Опять же в ту же пору я беседовал о моем проекте с одним из Ваших сотрудников господином М.Потшером. Мы даже работали совместно, в очень дружеской атмосфере, над текстом либретто.

В декабре 1933 года, встретив в Театре Елисейских Полей госпожу Нижинскую, я поставил ее в известность о моих работах, предложив ей осуществить этот балет, балет, над которым я так долго трудился.

Г-жа Нижинская объявила мне, что это ее очень интересует.

Весной этого года г-жа Нижинская, вернувшись из Монте-Карло, пригласила меня к себе. Мы обсуждали наш проект в присутствии г-жи Гончаровой.

Г-жа Нижинская спросила меня, можно ли использовать другие музыкальные темы, а не те, которые я предложил.

Это показалось мне невозможным, темы Баха и Палестрины, выбранные мною, были единственными, могущими совпасть с моим проектом. Это заставило меня спросить у г-жи Нижинской: какую музыку видите Вы? Ответа не последовало.

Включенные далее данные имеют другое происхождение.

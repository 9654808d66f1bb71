//! Module declaration for the Solution Catalog module.

use std::sync::Arc;

use chrono::Utc;
use solution_catalog_sdk::{Module, ModuleCatalogApi, Solution, SolutionRegistryApi};
use tracing::{debug, info};

use crate::config::SolutionCatalogConfig;
use crate::domain::ports::ReadmeProvider;
use crate::domain::service::{ModuleCatalogService, SolutionRegistryService};
use crate::infra::storage::seed::{seed_modules, seed_solutions};
use crate::infra::{
    GithubReadmeProvider, InMemoryModuleRepository, InMemorySolutionRepository,
    NoopReadmeProvider,
};
use crate::local_client::SolutionCatalogLocalClient;

/// Solution Catalog module.
///
/// Owns the module catalog and the solution registry, built once at startup
/// and shared with REST handlers and in-process clients.
pub struct SolutionCatalogModule {
    catalog: Arc<ModuleCatalogService>,
    registry: Arc<SolutionRegistryService>,
    client: Arc<SolutionCatalogLocalClient>,
}

impl SolutionCatalogModule {
    /// Builds the module with the default seed data.
    ///
    /// # Errors
    ///
    /// Fails if the README client cannot be created or the seed data is
    /// inconsistent.
    pub fn new(cfg: &SolutionCatalogConfig) -> anyhow::Result<Self> {
        info!("Initializing solution_catalog module");
        debug!(
            readme_enabled = cfg.readme.enabled,
            api_base_url = %cfg.readme.api_base_url,
            timeout_secs = cfg.readme.timeout_secs,
            "Loaded solution_catalog config"
        );

        let readme: Arc<dyn ReadmeProvider> = if cfg.readme.enabled {
            Arc::new(GithubReadmeProvider::new(&cfg.readme)?)
        } else {
            Arc::new(NoopReadmeProvider)
        };

        let now = Utc::now();
        let module = Self::from_parts(seed_modules(now), seed_solutions(now), readme)?;

        info!("Solution catalog module initialized");
        Ok(module)
    }

    /// Builds the module from explicit contents and README provider.
    ///
    /// # Errors
    ///
    /// Returns `Validation` errors for duplicate module, component, solution
    /// or environment identifiers.
    pub fn from_parts(
        modules: Vec<Module>,
        solutions: Vec<Solution>,
        readme: Arc<dyn ReadmeProvider>,
    ) -> anyhow::Result<Self> {
        let module_count = modules.len();
        let solution_count = solutions.len();

        let catalog = Arc::new(ModuleCatalogService::new(
            Arc::new(InMemoryModuleRepository::new(modules)?),
            readme,
        ));
        let registry = Arc::new(SolutionRegistryService::new(Arc::new(
            InMemorySolutionRepository::new(solutions)?,
        )));
        let client = Arc::new(SolutionCatalogLocalClient::new(
            Arc::clone(&catalog),
            Arc::clone(&registry),
        ));

        debug!(
            modules = module_count,
            solutions = solution_count,
            "Loaded catalog contents"
        );
        Ok(Self {
            catalog,
            registry,
            client,
        })
    }

    /// Mounts the REST routes onto `router`.
    #[must_use]
    pub fn register_rest(&self, router: axum::Router) -> axum::Router {
        info!("Registering solution_catalog REST routes");
        crate::api::rest::routes::register_routes(
            router,
            Arc::clone(&self.catalog),
            Arc::clone(&self.registry),
        )
    }

    /// In-process client for the module catalog.
    #[must_use]
    pub fn catalog_api(&self) -> Arc<dyn ModuleCatalogApi> {
        self.client.clone()
    }

    /// In-process client for the solution registry.
    #[must_use]
    pub fn registry_api(&self) -> Arc<dyn SolutionRegistryApi> {
        self.client.clone()
    }
}

#[cfg(test)]
mod tests {
    use super::*;
    use crate::config::ReadmeConfig;

    fn disabled_readme() -> SolutionCatalogConfig {
        SolutionCatalogConfig {
            readme: ReadmeConfig {
                enabled: false,
                ..ReadmeConfig::default()
            },
        }
    }

    #[tokio::test]
    async fn test_module_exposes_seeded_apis() {
        let module = SolutionCatalogModule::new(&disabled_readme()).unwrap();

        let modules = module.catalog_api().list_modules().await.unwrap();
        assert_eq!(modules.len(), 2);

        let solutions = module.registry_api().list_solutions().await.unwrap();
        let ids: Vec<&str> = solutions.iter().map(|s| s.id.as_str()).collect();
        assert_eq!(ids, vec!["customer-a-core", "customer-b-analytics"]);
    }

    #[test]
    fn test_from_parts_rejects_duplicate_solutions() {
        let now = Utc::now();
        let mut solutions = seed_solutions(now);
        solutions.push(solutions[0].clone());

        let result =
            SolutionCatalogModule::from_parts(seed_modules(now), solutions, Arc::new(NoopReadmeProvider));
        assert!(result.is_err());
    }
}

Я объяснил тогда, что для осуществления моего проекта необходима сцена, специальным образом переделанная. Я добавил, что если мне гарантируют подобную сцену, то реализация этого спектакля станет возможной.

Если — нет, то бесполезно начинать.

Чтобы сделать вопрос более ясным, я тут же набросал эскиз необходимой конструкции.

Г-жа Нижинская взяла мой эскиз и попросила меня не посвящать более никого в мой проект. Затем г-жа Нижинская спросила меня в присутствии г-жи Гончаровой, сможет ли г-жа Гончарова исполнить макеты костюмов для актеров.

Я ответил: да, и г-жа Гончарова прибавила: я буду работать согласно указаниям Ларионова.

После этой встречи — никаких последствий.

И я узнал через „Комедию“, что г-жа Нижинская даст сенсационную постановку „Гамлета“ по бессмертному произведению Шекспира».

Прочитав это письмо, я в тот же день прибежал к Ларионову. Мы поцеловались по привычке.

— Но о чем же ты болтаешь, — засмеялся Ларионов, выслушав меня, — ты же видел, что твое имя даже не упомянуто в моем письме? Я прекрасно знаю, что ты совершенно не был в курсе всей этой эпопеи и что Нижинская никогда не показывала тебе моего наброска! Я опубликовал мое письмо исключительно для обогащения хроники происшествий в Истории балета.

Наталья Сергеевна Гончарова тем временем приготовила чай в их маленькой кухонке, и инцидент оказался исчерпанным. Началось обычное балагурство Ларионова, мечтательные замечания Гончаровой — о том, о сем, совсем о другом. Я вернулся домой с очищенной совестью, и моя дружба с Ларионовым осталась незапятнанной.

У меня хранятся несколько рисунков и акварелей Ларионова, и среди них — портретный набросок С.Дягилева.